А потом появились туристы. Всего через несколько недель после трагедии, еще до возвращения учеников, к школе начали один за другим подъезжать автобусы. Школа «Колумбайн» превратилась во вторую по известности достопримечательность Колорадо после Скалистых гор, и туроператоры начали быстро делать на этом деньги. Автобусы подъезжали к зданию, из них выходили толпы туристов и начинали щелкать фотоаппаратами. Они снимали все: фасады, территорию вокруг, учеников, тренирующихся на спортивных площадках и стадионах или толпящихся в парке. На снимки попало немало сердитых лиц. Ученики чувствовали себя зверюшками в зоопарке. Все вокруг хотели знать: Как вы себя чувствуете?

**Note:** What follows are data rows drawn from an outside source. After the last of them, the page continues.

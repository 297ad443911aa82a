//! Change-detecting values and version counters.
//!
//! Projections and their items expose a monotonic `version` that consumers
//! compare to decide whether to redraw. The rule is strict: a setter bumps the
//! version only when the stored value actually changes. [`Property<T>`]
//! encodes the change test and [`Version`] the counter.
//!
//! # Example
//!
//! ```
//! use horizon_display_core::{Property, Version};
//!
//! let display_property = Property::new(String::from("title"));
//! let mut version = Version::default();
//!
//! if display_property.set(String::from("caption")) {
//!     version.bump();
//! }
//! // Same value again: no change, no bump.
//! if display_property.set(String::from("caption")) {
//!     version.bump();
//! }
//! assert_eq!(version.get(), 1);
//! ```

use std::fmt;

use parking_lot::RwLock;

/// A value cell that reports whether a write changed it.
///
/// `Property<T>` uses interior mutability with `RwLock` and is `Send + Sync`
/// when `T` is.
pub struct Property<T> {
    value: RwLock<T>,
}

impl<T: Clone> Property<T> {
    /// Create a new property with an initial value.
    pub fn new(value: T) -> Self {
        Self {
            value: RwLock::new(value),
        }
    }

    /// Get a clone of the current value.
    pub fn get(&self) -> T {
        self.value.read().clone()
    }

    /// Access the current value by reference.
    pub fn with<F, U>(&self, f: F) -> U
    where
        F: FnOnce(&T) -> U,
    {
        f(&self.value.read())
    }

    /// Overwrite the value without comparing.
    pub fn set_silent(&self, value: T) {
        *self.value.write() = value;
    }
}

impl<T: Clone + PartialEq> Property<T> {
    /// Set the value, returning `true` if it differs from the previous one.
    pub fn set(&self, value: T) -> bool {
        let mut guard = self.value.write();
        if *guard == value {
            return false;
        }
        *guard = value;
        true
    }

    /// Set the value and return the previous one if it changed.
    pub fn replace(&self, value: T) -> Option<T> {
        let mut guard = self.value.write();
        if *guard == value {
            return None;
        }
        Some(std::mem::replace(&mut *guard, value))
    }
}

impl<T: Clone> Clone for Property<T> {
    fn clone(&self) -> Self {
        Self::new(self.get())
    }
}

impl<T: Clone + Default> Default for Property<T> {
    fn default() -> Self {
        Self::new(T::default())
    }
}

impl<T: Clone + fmt::Debug> fmt::Debug for Property<T> {
    fn fmt(&self, f: &mut fmt::Formatter<'_>) -> fmt::Result {
        f.debug_struct("Property")
            .field("value", &*self.value.read())
            .finish()
    }
}

/// A monotonic revision counter.
#[derive(Debug, Clone, Copy, Default, PartialEq, Eq, PartialOrd, Ord, Hash)]
pub struct Version(u64);

impl Version {
    /// The current revision.
    pub fn get(self) -> u64 {
        self.0
    }

    /// Advance to the next revision and return it.
    pub fn bump(&mut self) -> u64 {
        self.0 += 1;
        self.0
    }
}

/// Assign `value` to `slot` and bump `version` if it changed.
///
/// Returns whether the slot changed.
pub fn set_versioned<T: PartialEq>(slot: &mut T, value: T, version: &mut Version) -> bool {
    if *slot == value {
        return false;
    }
    *slot = value;
    version.bump();
    true
}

Брайан Фузильер собирался перейти в десятый класс «Колумбайн». Недели, проведенные под микроскопом, были ужасны: туристы донимали всех неимоверно.
«Мне хочется просто подойти к этим типам и дать им в нос», – сказал он отцу.
2 июня большинство учеников наконец вновь зашли в школу. Это был день, богатый на эмоции. Ученикам дали два часа на то, чтобы забрать рюкзаки, мобильные телефоны и все остальное, что они оставили здесь второпях, когда убегали. Родителям также разрешили войти. Это дало возможность посмотреть страхам прямо в глаза. Сотни подростков вышли из школы, спотыкаясь и в слезах. Это были целительные слезы. Большинство нашли этот опыт тяжелым, но очищающим душу.
Затем детям вновь закрыли доступ в школу на целых два месяца, пока строители переделывали весь интерьер. Ученики неоднозначно относились к этим переменам, но они приняли их необходимость на веру. В округе практиковался свободный прием в учебные заведения, поэтому все ожидали, что осенью количество учащихся в «Колумбайн» резко упадет. Но ученики прореагировали на произошедшее прямо противоположным образом: переводы из «Колумбайн» в другие школы свелись к минимуму. Так что осенью учеников здесь стало еще больше, чем было раньше. Учащиеся «Колумбайн» чувствовали, что они уже столько всего потеряли, поэтому потеря хотя бы дюйма коридора или одной-единственной классной комнаты будет ощущаться как фиаско, как крушение надежд. Они хотели получить свою школу назад. Причем всю!